Hasan Nasir


What is backflush?

Backflush is an accounting system for product costing. Under this system, a company records costs only after production is complete. At the end of the production process, the company assigns costs to the produced goods. It does this in a single entry. This system is contrary to the standard approach, where the company records costs during production.


How is backflush accounting done?

In backflush accounting, the company records production costs at the end of the production process. This system helps in saving time and resources. For doing this accounting, the companies compute the costs using a backward calculation. After final production, companies assume a standard cost of production per unit. This cost is multiplied by the number of units produced. Thus, the total cost of production is recorded.

Backflush accounting is an automated accounting system. Companies use computerized software for the same.


When is backflush accounting suitable?

  • Companies that keep low inventory and have faster sales.

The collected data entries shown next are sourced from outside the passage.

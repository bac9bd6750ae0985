//! Recipe for the `httpmockserver` C++ HTTP mock server library

use super::model::{Metadata, RecipeSpec, Source};
use crate::packaging::{CopyRule, RuleRoot};
use crate::patch::TextPatch;
use cpkg_types::{LinkageMetadata, OptionSet, PackageReference, Setting};

pub const NAME: &str = "httpmockserver";

/// Build the `httpmockserver/0.1` recipe
#[must_use]
pub fn recipe() -> RecipeSpec {
    RecipeSpec {
        metadata: Metadata {
            name: NAME.to_string(),
            version: "0.1".to_string(),
            description: "C++ HTTP mock server".to_string(),
            license: "MIT".to_string(),
            homepage: "https://github.com/seznam/httpmockserver".to_string(),
            url: Some("https://github.com/conan-io/conan-center-index".to_string()),
            topics: vec!["mock".to_string()],
        },
        settings: Setting::ALL.to_vec(),
        requires: vec![
            PackageReference::new("cpr", "1.5.0"),
            PackageReference::new("gtest", "1.10.0"),
        ],
        source: Source::default(),
        patches: vec![
            TextPatch::new(
                "CMakeLists.txt",
                "project(httpmockserver LANGUAGES CXX)",
                [
                    "include(${CMAKE_BINARY_DIR}/cpkgbuildinfo.cmake)",
                    "cpkg_basic_setup()",
                ],
            ),
            TextPatch::new(
                "src/CMakeLists.txt",
                "install(TARGETS httpmockserver ARCHIVE DESTINATION lib)",
                ["cpkg_target_link_libraries(httpmockserver)"],
            ),
        ],
        options: OptionSet::new()
            .with("USE_ALL_SYSTEM_LIBS", true)
            .with("USE_SYSTEM_CURL", true)
            .with("BUILD_CPR_TESTS", false)
            .with("GENERATE_COVERAGE", false)
            .with("USE_SYSTEM_GTEST", false)
            .with("CMAKE_USE_OPENSSL", false),
        package: vec![
            CopyRule::new("*.h", RuleRoot::Source, "include/httpmockserver").from_dir("include"),
            CopyRule::new("*.a", RuleRoot::Build, "lib"),
        ],
        linkage: LinkageMetadata::new()
            .packaged("httpmockserver")
            .system("microhttpd"),
    }
}
//! Package reference and resolved-graph error types

use std::borrow::Cow;

use crate::UserFacingError;
use thiserror::Error;

#[derive(Debug, Clone, Error)]
#[non_exhaustive]
pub enum PackageError {
    #[error("invalid package reference: {input}")]
    InvalidReference { input: String },

    #[error("invalid setting {setting}: {value}")]
    InvalidSetting { setting: String, value: String },

    #[error("invalid dependency graph: {message}")]
    InvalidGraph { message: String },
}

impl UserFacingError for PackageError {
    fn user_message(&self) -> Cow<'_, str> {
        Cow::Owned(self.to_string())
    }

    fn user_hint(&self) -> Option<&'static str> {
        match self {
            Self::InvalidReference { .. } => Some("References look like `name/version`."),
            Self::InvalidSetting { .. } => {
                Some("Run `cpkg create --help` to see the accepted setting values.")
            }
            _ => None,
        }
    }

    fn user_code(&self) -> Option<&'static str> {
        Some(match self {
            Self::InvalidReference { .. } => "package.invalid_reference",
            Self::InvalidSetting { .. } => "package.invalid_setting",
            Self::InvalidGraph { .. } => "package.invalid_graph",
        })
    }
}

In other words, companies that adopt just-in-timeinventory management use backflush. This is because faster sales mean faster production. Hence backflush becomes suitable in this scenario.

On the other hand, companies that keep high inventory and have slower sales do not adopt this method. Instead, they record costs whenever they incur them. This is because their goods may take longer to sell. As a result, they will also delay the recording of costs if they use backflush.

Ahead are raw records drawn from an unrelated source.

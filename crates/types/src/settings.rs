//! Build-matrix axes and the concrete point the host builds against

use clap::ValueEnum;
use cpkg_errors::PackageError;
use serde::{Deserialize, Serialize};
use std::fmt;
use std::str::FromStr;

/// One axis of the build matrix a recipe can be sensitive to
#[derive(Debug, Clone, Copy, PartialEq, Eq, Hash, PartialOrd, Ord, Serialize, Deserialize)]
#[serde(rename_all = "snake_case")]
pub enum Setting {
    Os,
    Arch,
    Compiler,
    BuildType,
}

impl Setting {
    /// Every axis, in the order they appear in package ids and metadata
    pub const ALL: [Setting; 4] = [Self::Os, Self::Arch, Self::Compiler, Self::BuildType];

    #[must_use]
    pub fn as_str(self) -> &'static str {
        match self {
            Self::Os => "os",
            Self::Arch => "arch",
            Self::Compiler => "compiler",
            Self::BuildType => "build_type",
        }
    }
}

impl fmt::Display for Setting {
    fn fmt(&self, f: &mut fmt::Formatter<'_>) -> fmt::Result {
        f.write_str(self.as_str())
    }
}

/// Target operating system
#[derive(Debug, Clone, Copy, PartialEq, Eq, Hash, Serialize, Deserialize, ValueEnum)]
#[serde(rename_all = "lowercase")]
pub enum Os {
    Linux,
    Macos,
    Windows,
    Freebsd,
}

impl Os {
    /// Operating system of the running process
    #[must_use]
    pub fn host() -> Self {
        if cfg!(target_os = "macos") {
            Self::Macos
        } else if cfg!(target_os = "windows") {
            Self::Windows
        } else if cfg!(target_os = "freebsd") {
            Self::Freebsd
        } else {
            Self::Linux
        }
    }

    #[must_use]
    pub fn as_str(self) -> &'static str {
        match self {
            Self::Linux => "linux",
            Self::Macos => "macos",
            Self::Windows => "windows",
            Self::Freebsd => "freebsd",
        }
    }
}

/// Target CPU architecture
#[derive(Debug, Clone, Copy, PartialEq, Eq, Hash, Serialize, Deserialize, ValueEnum)]
pub enum Arch {
    #[serde(rename = "x86_64")]
    #[value(name = "x86_64")]
    X86_64,
    #[serde(rename = "x86")]
    #[value(name = "x86")]
    X86,
    #[serde(rename = "armv7")]
    #[value(name = "armv7")]
    Armv7,
    #[serde(rename = "armv8")]
    #[value(name = "armv8")]
    Armv8,
}

impl Arch {
    /// Architecture of the running process
    #[must_use]
    pub fn host() -> Self {
        match std::env::consts::ARCH {
            "x86" => Self::X86,
            "arm" => Self::Armv7,
            "aarch64" => Self::Armv8,
            _ => Self::X86_64,
        }
    }

    #[must_use]
    pub fn as_str(self) -> &'static str {
        match self {
            Self::X86_64 => "x86_64",
            Self::X86 => "x86",
            Self::Armv7 => "armv7",
            Self::Armv8 => "armv8",
        }
    }
}

/// CMake build configuration
#[derive(Debug, Clone, Copy, PartialEq, Eq, Hash, Serialize, Deserialize, ValueEnum)]
pub enum BuildType {
    #[value(name = "Debug", alias = "debug")]
    Debug,
    #[value(name = "Release", alias = "release")]
    Release,
    #[value(name = "RelWithDebInfo", alias = "relwithdebinfo")]
    RelWithDebInfo,
    #[value(name = "MinSizeRel", alias = "minsizerel")]
    MinSizeRel,
}

impl BuildType {
    #[must_use]
    pub fn as_str(self) -> &'static str {
        match self {
            Self::Debug => "Debug",
            Self::Release => "Release",
            Self::RelWithDebInfo => "RelWithDebInfo",
            Self::MinSizeRel => "MinSizeRel",
        }
    }
}

impl Default for BuildType {
    fn default() -> Self {
        Self::Release
    }
}

/// Compiler family
#[derive(Debug, Clone, Copy, PartialEq, Eq, Hash, Serialize, Deserialize, ValueEnum)]
#[serde(rename_all = "kebab-case")]
pub enum CompilerKind {
    Gcc,
    Clang,
    AppleClang,
    Msvc,
}

impl CompilerKind {
    #[must_use]
    pub fn as_str(self) -> &'static str {
        match self {
            Self::Gcc => "gcc",
            Self::Clang => "clang",
            Self::AppleClang => "apple-clang",
            Self::Msvc => "msvc",
        }
    }
}

/// Compiler identity and version
#[derive(Debug, Clone, PartialEq, Eq, Hash, Serialize, Deserialize)]
pub struct Compiler {
    pub name: CompilerKind,
    pub version: String,
    #[serde(default, skip_serializing_if = "Option::is_none")]
    pub libcxx: Option<String>,
}

impl Compiler {
    pub fn new(name: CompilerKind, version: impl Into<String>) -> Self {
        Self {
            name,
            version: version.into(),
            libcxx: None,
        }
    }

    #[must_use]
    pub fn with_libcxx(mut self, libcxx: impl Into<String>) -> Self {
        self.libcxx = Some(libcxx.into());
        self
    }
}

/// One concrete (OS, architecture, compiler, build type) combination
#[derive(Debug, Clone, PartialEq, Eq, Hash, Serialize, Deserialize)]
pub struct MatrixPoint {
    pub os: Os,
    pub arch: Arch,
    pub compiler: Compiler,
    #[serde(default)]
    pub build_type: BuildType,
}

impl MatrixPoint {
    /// Flattened `setting -> value` pairs for the given axes, in axis order
    ///
    /// The compiler axis expands into `compiler`, `compiler.version` and,
    /// when set, `compiler.libcxx`.
    #[must_use]
    pub fn values_for(&self, axes: &[Setting]) -> Vec<(String, String)> {
        let mut values = Vec::new();
        for axis in Setting::ALL.iter().filter(|a| axes.contains(a)) {
            match axis {
                Setting::Os => values.push(("os".to_string(), self.os.as_str().to_string())),
                Setting::Arch => {
                    values.push(("arch".to_string(), self.arch.as_str().to_string()));
                }
                Setting::Compiler => {
                    values.push((
                        "compiler".to_string(),
                        self.compiler.name.as_str().to_string(),
                    ));
                    values.push((
                        "compiler.version".to_string(),
                        self.compiler.version.clone(),
                    ));
                    if let Some(libcxx) = &self.compiler.libcxx {
                        values.push(("compiler.libcxx".to_string(), libcxx.clone()));
                    }
                }
                Setting::BuildType => values.push((
                    "build_type".to_string(),
                    self.build_type.as_str().to_string(),
                )),
            }
        }
        values
    }
}

macro_rules! impl_setting_parse {
    ($ty:ty, $setting:literal) => {
        impl FromStr for $ty {
            type Err = PackageError;

            fn from_str(s: &str) -> Result<Self, Self::Err> {
                <$ty as ValueEnum>::from_str(s, true).map_err(|_| PackageError::InvalidSetting {
                    setting: $setting.to_string(),
                    value: s.to_string(),
                })
            }
        }
    };
}

impl_setting_parse!(Os, "os");
impl_setting_parse!(Arch, "arch");
impl_setting_parse!(BuildType, "build_type");
impl_setting_parse!(CompilerKind, "compiler");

  • Companies that produce standardized goods use backflush. This is because it is easier to calculate the standard cost of production. When companies produce customized goods, backflush is not very useful. This is because each product will have its unique costs.


Difference between a standard production accounting and backflush accounting:

Standard production accounting:

  • For production order, an operator enters the basic information. This includes details like production quantity and date of delivery. The operator then creates a list of materials required for the production process. Based on this list, the operator issues the materials and records the costs. Thus, it is a pre-production costing process.


Backflush accounting:

  • Backflush is a post-production costing process. Here, the operator does not issue materials until production. Once the production is complete, the operator enters the information into the system. Based on this, he draws a list of materials used for production. The operator then allocates these materials to production in a single transaction. Standard cost per unit of material is used for total costing.

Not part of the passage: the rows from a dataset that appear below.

//! Recipe lifecycle error types

use std::borrow::Cow;

use crate::UserFacingError;
use thiserror::Error;

#[derive(Debug, Clone, Error)]
#[non_exhaustive]
pub enum BuildError {
    #[error("recipe error: {message}")]
    RecipeError { message: String },

    #[error("missing dependency in resolved graph: {name}")]
    MissingDependency { name: String },

    #[error("invalid URL: {url}")]
    InvalidUrl { url: String },

    /// `stage` names the lifecycle stage that needed the tool
    #[error("required tool not found: {tool}")]
    ToolNotFound { tool: String, stage: &'static str },

    #[error("source acquisition failed for {url}: {message}")]
    AcquisitionFailed { url: String, message: String },

    #[error("patch anchor not found in {file}: {anchor}")]
    PatchAnchorNotFound { file: String, anchor: String },

    #[error("patch already applied to {file}: {anchor}")]
    PatchAlreadyApplied { file: String, anchor: String },

    #[error("configure failed (exit status {status:?}):\n{output}")]
    ConfigureFailed { status: Option<i32>, output: String },

    #[error("compile failed (exit status {status:?}):\n{output}")]
    CompileFailed { status: Option<i32>, output: String },

    #[error("packaging failed: {message}")]
    PackagingFailed { message: String },
}

impl BuildError {
    /// Lifecycle stage the error aborted
    #[must_use]
    pub fn stage(&self) -> &'static str {
        match self {
            Self::RecipeError { .. } | Self::MissingDependency { .. } => "prepare",
            Self::InvalidUrl { .. }
            | Self::AcquisitionFailed { .. }
            | Self::PatchAnchorNotFound { .. }
            | Self::PatchAlreadyApplied { .. } => "source",
            Self::ToolNotFound { stage, .. } => *stage,
            Self::ConfigureFailed { .. } => "configure",
            Self::CompileFailed { .. } => "compile",
            Self::PackagingFailed { .. } => "package",
        }
    }
}

impl UserFacingError for BuildError {
    fn user_message(&self) -> Cow<'_, str> {
        Cow::Owned(format!("[{}] {self}", self.stage()))
    }

    fn user_hint(&self) -> Option<&'static str> {
        match self {
            Self::AcquisitionFailed { .. } | Self::InvalidUrl { .. } => {
                Some("Check network access and that the upstream repository still exists.")
            }
            Self::PatchAnchorNotFound { .. } => {
                Some("The upstream sources changed; update the recipe's patch anchors.")
            }
            Self::PatchAlreadyApplied { .. } => {
                Some("Run the source stage against a fresh checkout.")
            }
            Self::MissingDependency { .. } => {
                Some("Add the dependency to the resolved graph passed with --deps.")
            }
            Self::ToolNotFound { .. } => {
                Some("Install the tool or point the configuration at its location.")
            }
            Self::RecipeError { .. } => Some("Correct the recipe definition before retrying."),
            _ => None,
        }
    }

    fn user_code(&self) -> Option<&'static str> {
        let code = match self {
            Self::RecipeError { .. } => "build.recipe_error",
            Self::MissingDependency { .. } => "build.missing_dependency",
            Self::InvalidUrl { .. } => "build.invalid_url",
            Self::ToolNotFound { .. } => "build.tool_not_found",
            Self::AcquisitionFailed { .. } => "build.acquisition_failed",
            Self::PatchAnchorNotFound { .. } => "build.patch_anchor_not_found",
            Self::PatchAlreadyApplied { .. } => "build.patch_already_applied",
            Self::ConfigureFailed { .. } => "build.configure_failed",
            Self::CompileFailed { .. } => "build.compile_failed",
            Self::PackagingFailed { .. } => "build.packaging_failed",
        };
        Some(code)
    }
}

Let us understand this with the help of an illustration:

Luke’s Burgers is in the business of making burgers. Ingredients include two types of bread, vegetables, cheese, mayonnaise, and chipotle. This company receives an order of 100 burgers from a customer. Which costing approach should it adopt?

Suppose it adopts the standard approach. Here, it will have to calculate the exact amount of ingredients required to make one burger. After this, it will have to issue the materials to produce 100 burgers. Here, it would be difficult to calculate the exact amounts of sauces needed.

Hence, in this situation, it would be easier to adopt the backflush costing. For this, the company will issue a certain quantity of all the ingredients for production. It expects this quantity to be enough to make the burgers. After fulfilment of the order, the company calculates the total material used. Subsequently, the company can decide a standard cost of production per burger. This will help in the calculation of the total cost of production.